Go Bard. Take every bard healing power you can get you hands on. The Hit Point Pinata daily power at level 1 (and later another at 9) are especially good in boss fights so your strikes, some of which may be getting lots of attacks, can heal themselves pretty solidly over the course of the fight.

Then, blow all of your feats on multi-classing into classes that grant daily heals when you multiclass. That way you have two pretty solid encounter heals and tons of daily healing. Maybe play half-elf for Astral Seal.
 

DracoSuave

First Post
HA I WILL ALSO GO AGAINST THE GRAIN!


Go Insightful Warlord, and take one (AND ONLY ONE) Multiclass feat so you can take Channel Divinity: Healer's Mercy.

Then, use Healer's Mercy when your party is at its worst. Otherwise, use your turn to do cool stuff, and then immediate action to do cool stuff on other's turns.

The party will do more damage total, your class feature will buff defenses against hard targets, you'll get to do more than anyone else at the table, do competitive damage.

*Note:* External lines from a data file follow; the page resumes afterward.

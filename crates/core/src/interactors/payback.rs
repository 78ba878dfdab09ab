// Copyright (C) 2026 Fred Clausen
// Use of this source code is governed by an MIT-style
// license that can be found in the LICENSE file or at
// https://opensource.org/licenses/MIT.

//! Payback enrollment, crediting and balance recalculation.
//!
//! Every ledger access runs inside [`PaybackLedger::exclusive`]. A
//! recalculation therefore never interleaves with a credit or with another
//! recalculation, and a failure part-way leaves the ledger as it was.

use super::Failure;
use crate::error::{CoreError, RepositoryError};
use crate::outcome::Outcome;
use crate::repository::{PaybackLedger, PaybackStore, RepositoryResult};
use clark_domain::{
    CustomerId, NewPaybackTransaction, PaybackAccount, PaybackBalance, PaybackNumber,
    PaybackTransaction, PaybackTransactionKind, compute_balance,
};
use serde::Serialize;
use time::OffsetDateTime;
use tracing::{debug, info};

/// Days a fresh credit stays locked when not configured.
pub const DEFAULT_LOCK_DAYS: i64 = 30;

/// Ledger behaviour configuration.
#[derive(Debug, Clone, Copy, PartialEq, Eq)]
pub struct PaybackConfig {
    /// Days a new entry stays locked before it may be released.
    pub lock_days: i64,
}

impl Default for PaybackConfig {
    fn default() -> Self {
        Self {
            lock_days: DEFAULT_LOCK_DAYS,
        }
    }
}

/// Sums a customer's entries, reporting an overflow against `points`.
fn balance_of(transactions: &[PaybackTransaction]) -> RepositoryResult<PaybackBalance> {
    compute_balance(transactions).map_err(|err| RepositoryError::Validation {
        field: String::from("points"),
        message: err.to_string(),
    })
}

/// Recomputes a customer's cached balances from their entries.
fn refresh_balance(
    store: &mut dyn PaybackStore,
    customer_id: CustomerId,
) -> RepositoryResult<PaybackAccount> {
    let transactions: Vec<PaybackTransaction> = store.transactions_for(customer_id)?;
    store.update_balance(customer_id, balance_of(&transactions)?)
}

/// Payload of [`EnrollPayback`].
#[derive(Debug, Clone, PartialEq, Eq, Serialize)]
pub struct EnrollPaybackPayload {
    pub account: PaybackAccount,
    /// False when the customer was already enrolled with the same number.
    pub created: bool,
}

/// Enrolls a customer in payback.
pub struct EnrollPayback<'a> {
    ledger: &'a dyn PaybackLedger,
}

impl<'a> EnrollPayback<'a> {
    #[must_use]
    pub const fn new(ledger: &'a dyn PaybackLedger) -> Self {
        Self { ledger }
    }

    /// Enrolls `customer_id` with `payback_number`.
    ///
    /// Repeating an enrollment with the same number returns the existing
    /// account. A different number for an enrolled customer, or a number
    /// already used by someone else, fails on `payback_number`.
    ///
    /// # Errors
    ///
    /// Returns `CoreError::Repository` if the backend fails.
    pub fn call(
        &self,
        customer_id: CustomerId,
        payback_number: &str,
    ) -> Result<Outcome<EnrollPaybackPayload>, CoreError> {
        self.run(customer_id, payback_number)
            .or_else(Failure::into_result)
    }

    fn run(
        &self,
        customer_id: CustomerId,
        payback_number: &str,
    ) -> Result<Outcome<EnrollPaybackPayload>, Failure> {
        let number: PaybackNumber = PaybackNumber::parse(payback_number)?;
        let mut enrolled: Option<EnrollPaybackPayload> = None;

        self.ledger.exclusive(&mut |store| {
            let payload: EnrollPaybackPayload = match store.find_account(customer_id)? {
                Some(account) if account.payback_number == number => EnrollPaybackPayload {
                    account,
                    created: false,
                },
                Some(_) => {
                    return Err(RepositoryError::Validation {
                        field: String::from("payback_number"),
                        message: String::from("does not match the enrolled number"),
                    });
                }
                None => EnrollPaybackPayload {
                    account: store.create_account(customer_id, &number)?,
                    created: true,
                },
            };
            enrolled = Some(payload);
            Ok(())
        })?;

        let payload: EnrollPaybackPayload = enrolled.ok_or_else(|| {
            Failure::Core(CoreError::Repository(RepositoryError::Backend(
                String::from("enrollment finished without a result"),
            )))
        })?;
        info!(
            customer_id = %customer_id,
            created = payload.created,
            "payback enrollment"
        );
        Ok(Outcome::success(payload))
    }
}

/// Payload of [`CreditPaybackPoints`].
#[derive(Debug, Clone, PartialEq, Eq, Serialize)]
pub struct CreditPaybackPointsPayload {
    pub transaction: PaybackTransaction,
    pub account: PaybackAccount,
}

/// Books a locked credit or refund for an enrolled customer.
pub struct CreditPaybackPoints<'a> {
    ledger: &'a dyn PaybackLedger,
    config: PaybackConfig,
}

impl<'a> CreditPaybackPoints<'a> {
    #[must_use]
    pub const fn new(ledger: &'a dyn PaybackLedger, config: PaybackConfig) -> Self {
        Self { ledger, config }
    }

    /// Appends a locked entry and refreshes the customer's balances.
    ///
    /// # Errors
    ///
    /// Returns `CoreError::Repository` if the backend fails.
    pub fn call(
        &self,
        customer_id: CustomerId,
        kind: PaybackTransactionKind,
        points: i64,
        now: OffsetDateTime,
    ) -> Result<Outcome<CreditPaybackPointsPayload>, CoreError> {
        self.run(customer_id, kind, points, now)
            .or_else(Failure::into_result)
    }

    fn run(
        &self,
        customer_id: CustomerId,
        kind: PaybackTransactionKind,
        points: i64,
        now: OffsetDateTime,
    ) -> Result<Outcome<CreditPaybackPointsPayload>, Failure> {
        let entry: NewPaybackTransaction = NewPaybackTransaction::locked_for(
            customer_id,
            kind,
            points,
            now,
            self.config.lock_days,
        )?;
        let mut booked: Option<CreditPaybackPointsPayload> = None;

        self.ledger.exclusive(&mut |store| {
            if store.find_account(customer_id)?.is_none() {
                return Err(RepositoryError::NotFound {
                    resource: "payback account",
                    id: customer_id.value(),
                });
            }
            let transaction: PaybackTransaction = store.append_transaction(entry.clone())?;
            let account: PaybackAccount = refresh_balance(store, customer_id)?;
            booked = Some(CreditPaybackPointsPayload {
                transaction,
                account,
            });
            Ok(())
        })?;

        let payload: CreditPaybackPointsPayload = booked.ok_or_else(|| {
            Failure::Core(CoreError::Repository(RepositoryError::Backend(
                String::from("credit finished without a result"),
            )))
        })?;
        info!(
            customer_id = %customer_id,
            kind = %kind,
            points,
            locked_until = %payload.transaction.locked_until,
            "payback entry booked"
        );
        Ok(Outcome::success(payload))
    }
}

/// Payload of [`RecalculatePaybackPoints`].
#[derive(Debug, Clone, Copy, Default, PartialEq, Eq, Serialize)]
pub struct RecalculationPayload {
    /// Entries released by this run.
    pub released_count: usize,
    /// Accounts whose cached balances changed.
    pub accounts_updated: usize,
}

/// Releases due entries and recomputes every account's balances.
pub struct RecalculatePaybackPoints<'a> {
    ledger: &'a dyn PaybackLedger,
}

impl<'a> RecalculatePaybackPoints<'a> {
    #[must_use]
    pub const fn new(ledger: &'a dyn PaybackLedger) -> Self {
        Self { ledger }
    }

    /// Releases every locked entry with `locked_until <= now`, then rewrites
    /// the cached balances of each account whose balances changed.
    ///
    /// # Errors
    ///
    /// Returns `CoreError::Repository` if the backend fails. Nothing is kept
    /// in that case.
    pub fn call(&self, now: OffsetDateTime) -> Result<Outcome<RecalculationPayload>, CoreError> {
        self.run(now).or_else(Failure::into_result)
    }

    fn run(&self, now: OffsetDateTime) -> Result<Outcome<RecalculationPayload>, Failure> {
        let mut payload: RecalculationPayload = RecalculationPayload::default();

        self.ledger.exclusive(&mut |store| {
            let mut totals: RecalculationPayload = RecalculationPayload::default();
            for transaction in store.locked_transactions_due(now)? {
                store.release_transaction(transaction.id)?;
                totals.released_count += 1;
            }
            for account in store.accounts()? {
                let transactions: Vec<PaybackTransaction> =
                    store.transactions_for(account.customer_id)?;
                let balance: PaybackBalance = balance_of(&transactions)?;
                if balance.points_locked == account.points_locked
                    && balance.points_unlocked == account.points_unlocked
                {
                    continue;
                }
                store.update_balance(account.customer_id, balance)?;
                debug!(
                    customer_id = %account.customer_id,
                    points_locked = balance.points_locked,
                    points_unlocked = balance.points_unlocked,
                    "payback balance updated"
                );
                totals.accounts_updated += 1;
            }
            payload = totals;
            Ok(())
        })?;

        info!(
            released = payload.released_count,
            accounts_updated = payload.accounts_updated,
            "payback recalculation finished"
        );
        Ok(Outcome::success(payload))
    }
}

The best healer is the one that prevented 4 rounds of enemy damage by ending the fight 4 rounds earlier.

Do you want to be a healbot, or a hero?

Then, blow all of your feats on multi-classing into classes that grant daily heals when you multiclass. That way you have two pretty solid
encounter heals and tons of daily healing. Maybe play half-elf for Astral Seal.

Any advice that suggests you turn to multiclassing into -dailies- to cover healing without the words 'Divine Channeler' or 'Healer's Mercy' is not optimal advice.

Healer's Mercy is the best healing power to Multiclass into. It affect multiple allies, is an encounter power. The only downside is that it only affects bloodied allies. I put forth that any situation where you'd need to blow a daily Word power is one where Healer's Mercy would have been just as good and one where your ally was bloodied.

You'll find that being a bard and taking multiple Daily Words is subpar when taking Healer's Mercy -once- could have done so much more.
 
Last edited:

keterys

First Post
If you try to get Healer's Mercy as a MC feat for a warlord, it becomes a daily... only if you already have channel divinity is it an encounter power.